North Yorkshire's county and district councils are to be scrapped and replaced with a single authority covering the whole county.
City of York Council will remain separate but all others will be fused together under a new, unitary authority covering a population of 618,000.
The government decision comes after a consultation earlier this year.
It has been met with dismay by district and borough leaders who wanted to retain key services.
Under the reorganisation plans, the current two-tier system, which has been in place since 1974, will be replaced with a unitary authority.
Currently, services including social care and education are run by North Yorkshire County Council, while the districts look after areas including planning and bin collections.
It is expected that the new council will deliver all public services in the county from April 2023.
The aim of reorganisation is to unlock the door to devolution and also save money by bringing all services under the control of a streamlined structure.
North Yorkshire County Council had backed the single authority plans, while the district councils except Hambleton, which rejected all options on the table, submitted a bid for two authorities split on a east/west basis.
The split would have seen Harrogate join with Craven, Hambleton and Richmondshire, while Scarborough would have merged with Selby, York and Ryedale.
What do different councils do?
In most of England, local government operates under a two-tier system, with both a county council and a district council providing services.
County councils' responsibilities include education, social services and waste disposal.
Each county is subdivided into areas represented by district councils. These councils are responsible for rubbish collection, housing and planning.
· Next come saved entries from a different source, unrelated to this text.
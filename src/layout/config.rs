//! Configuration for the layout engine

use std::fmt;

use bitflags::bitflags;
use serde::{Deserialize, Deserializer};

bitflags! {
    /// Direct-resolution passes that may bypass the general solver
    #[derive(Debug, Clone, Copy, PartialEq, Eq, Hash)]
    pub struct Optimizations: u32 {
        /// Resolve widgets whose edges follow arithmetically from resolved anchors
        const DIRECT = 1;
        /// Resolve barriers whose references are all resolved
        const BARRIER = 1 << 1;
        /// Lay out simple chains without solver rows
        const CHAINS = 1 << 2;
        /// Skip the solver for wrap containers whose children all resolve directly
        const GROUPING = 1 << 3;
        const STANDARD = Self::DIRECT.bits() | Self::BARRIER.bits() | Self::CHAINS.bits();
    }
}

impl Optimizations {
    pub const NONE: Optimizations = Optimizations::empty();

    /// Parse one flag name as used in scene files and on the command line
    pub fn from_name(name: &str) -> Option<Optimizations> {
        match name.trim().to_ascii_lowercase().as_str() {
            "none" => Some(Optimizations::NONE),
            "direct" => Some(Optimizations::DIRECT),
            "barrier" => Some(Optimizations::BARRIER),
            "chains" => Some(Optimizations::CHAINS),
            "grouping" => Some(Optimizations::GROUPING),
            "standard" => Some(Optimizations::STANDARD),
            _ => None,
        }
    }
}

impl Default for Optimizations {
    fn default() -> Self {
        Optimizations::STANDARD
    }
}

impl<'de> Deserialize<'de> for Optimizations {
    fn deserialize<D: Deserializer<'de>>(deserializer: D) -> Result<Self, D::Error> {
        let names = Vec::<String>::deserialize(deserializer)?;
        Optimizations::try_from(names).map_err(serde::de::Error::custom)
    }
}

impl TryFrom<Vec<String>> for Optimizations {
    type Error = String;

    fn try_from(names: Vec<String>) -> Result<Self, Self::Error> {
        names.iter().try_fold(Optimizations::NONE, |acc, name| {
            Optimizations::from_name(name)
                .map(|flag| acc | flag)
                .ok_or_else(|| format!("unknown optimization '{}'", name))
        })
    }
}

impl fmt::Display for Optimizations {
    fn fmt(&self, f: &mut fmt::Formatter<'_>) -> fmt::Result {
        let names: Vec<&str> = [
            (Optimizations::DIRECT, "direct"),
            (Optimizations::BARRIER, "barrier"),
            (Optimizations::CHAINS, "chains"),
            (Optimizations::GROUPING, "grouping"),
        ]
        .iter()
        .filter(|(flag, _)| self.contains(*flag))
        .map(|(_, name)| *name)
        .collect();
        if names.is_empty() {
            f.write_str("none")
        } else {
            f.write_str(&names.join("|"))
        }
    }
}

/// Configuration options for layout computation
#[derive(Debug, Clone, PartialEq, Deserialize)]
#[serde(default)]
pub struct LayoutConfig {
    /// Optional direct-resolution passes
    pub optimizations: Optimizations,

    /// Skip the equality that ties a barrier to a gone reference
    pub relax_gone_in_barriers: bool,

    /// Compile widgets after the widgets they depend on, instead of in child order
    pub dependency_ordering: bool,

    /// Cap on solver passes per container while wrap sizes grow
    pub max_iterations: usize,

    /// Right-to-left: horizontal chains are headed by their last widget
    pub rtl: bool,
}

impl Default for LayoutConfig {
    fn default() -> Self {
        Self {
            optimizations: Optimizations::STANDARD,
            relax_gone_in_barriers: true,
            dependency_ordering: false,
            max_iterations: 8,
            rtl: false,
        }
    }
}

impl LayoutConfig {
    /// Create a new configuration with default values
    pub fn new() -> Self {
        Self::default()
    }

    /// Set the enabled optimizations
    pub fn with_optimizations(mut self, optimizations: Optimizations) -> Self {
        self.optimizations = optimizations;
        self
    }

    pub fn with_relax_gone_in_barriers(mut self, relax: bool) -> Self {
        self.relax_gone_in_barriers = relax;
        self
    }

    pub fn with_dependency_ordering(mut self, enabled: bool) -> Self {
        self.dependency_ordering = enabled;
        self
    }

    /// Set the iteration cap; at least one pass always runs
    pub fn with_max_iterations(mut self, iterations: usize) -> Self {
        self.max_iterations = iterations.max(1);
        self
    }

    pub fn with_rtl(mut self, rtl: bool) -> Self {
        self.rtl = rtl;
        self
    }

    pub(crate) fn optimizes(&self, flag: Optimizations) -> bool {
        self.optimizations.contains(flag)
    }
}

#[cfg(test)]
mod tests {
    use super::*;

    #[test]
    fn test_default_config() {
        let config = LayoutConfig::default();
        assert_eq!(config.optimizations, Optimizations::STANDARD);
        assert_eq!(config.max_iterations, 8);
        assert!(config.relax_gone_in_barriers);
        assert!(!config.rtl);
    }

    #[test]
    fn test_builder_pattern() {
        let config = LayoutConfig::new()
            .with_optimizations(Optimizations::NONE)
            .with_max_iterations(0)
            .with_rtl(true);

        assert!(config.optimizations.is_empty());
        assert_eq!(config.max_iterations, 1);
        assert!(config.rtl);
    }

    #[test]
    fn test_standard_flags() {
        let standard = Optimizations::STANDARD;
        assert!(standard.contains(Optimizations::DIRECT));
        assert!(standard.contains(Optimizations::CHAINS));
        assert!(!standard.contains(Optimizations::GROUPING));
        assert_eq!(standard.to_string(), "direct|barrier|chains");
        assert_eq!(Optimizations::NONE.to_string(), "none");
    }

    #[test]
    fn test_flags_from_names() {
        let parsed = Optimizations::try_from(vec!["direct".to_string(), "Grouping".to_string()]);
        assert_eq!(parsed, Ok(Optimizations::DIRECT | Optimizations::GROUPING));
        assert!(Optimizations::try_from(vec!["fast".to_string()]).is_err());
    }

    #[test]
    fn test_flags_from_bits() {
        assert_eq!(
            Optimizations::from_bits(0b1111),
            Some(Optimizations::STANDARD | Optimizations::GROUPING)
        );
        assert_eq!(Optimizations::from_bits(1 << 7), None);
        let mut flags = Optimizations::STANDARD;
        flags.remove(Optimizations::CHAINS);
        assert_eq!(flags.to_string(), "direct|barrier");
    }

    #[test]
    fn test_unknown_flag_in_table_is_rejected() {
        let parsed: Result<LayoutConfig, _> = toml::from_str(r#"optimizations = ["direct", "fast"]"#);
        let message = parsed.unwrap_err().to_string();
        assert!(message.contains("unknown optimization 'fast'"), "{}", message);
    }

    #[test]
    fn test_deserialize_partial_table() {
        let config: LayoutConfig = toml::from_str(
            r#"
            optimizations = ["none"]
            rtl = true
            "#,
        )
        .unwrap();
        assert!(config.optimizations.is_empty());
        assert!(config.rtl);
        assert_eq!(config.max_iterations, 8);
    }
}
Some parts of the country - usually cities or larger towns - are governed by unitary authorities which provide all local government services.
Councillor Richard Cooper, leader of Harrogate Borough Council, said he was "disappointed" by the decision.
"My argument has always been that any unitary for our area needs to be of the right size and structure to deliver efficient and responsive services to residents."
He added: "The county council deliver some services exceptionally - children's services and adult social care to name two. In other areas they let our borough down."
Councillor Angie Dale, leader of Richmondshire District Council, said she was "extremely disappointed" that the government "had chosen to create one huge council" .
But she said they would "work together" to make sure the new system worked for residents.
Keith Aspden, the leader of York City Council welcomed news the authority would not be affected by the shake-up.
He said: "The government's decision is a huge vote of confidence for York, its council and recognition of the progress we have achieved with our local partners, businesses and communities.
"From the very beginning of this process, residents and organisations from across the city strongly made the case for York, stressing the need for continuity to support our recovery.
"We are delighted that so many residents, businesses and partners had their say, and that our city's voice has been heard."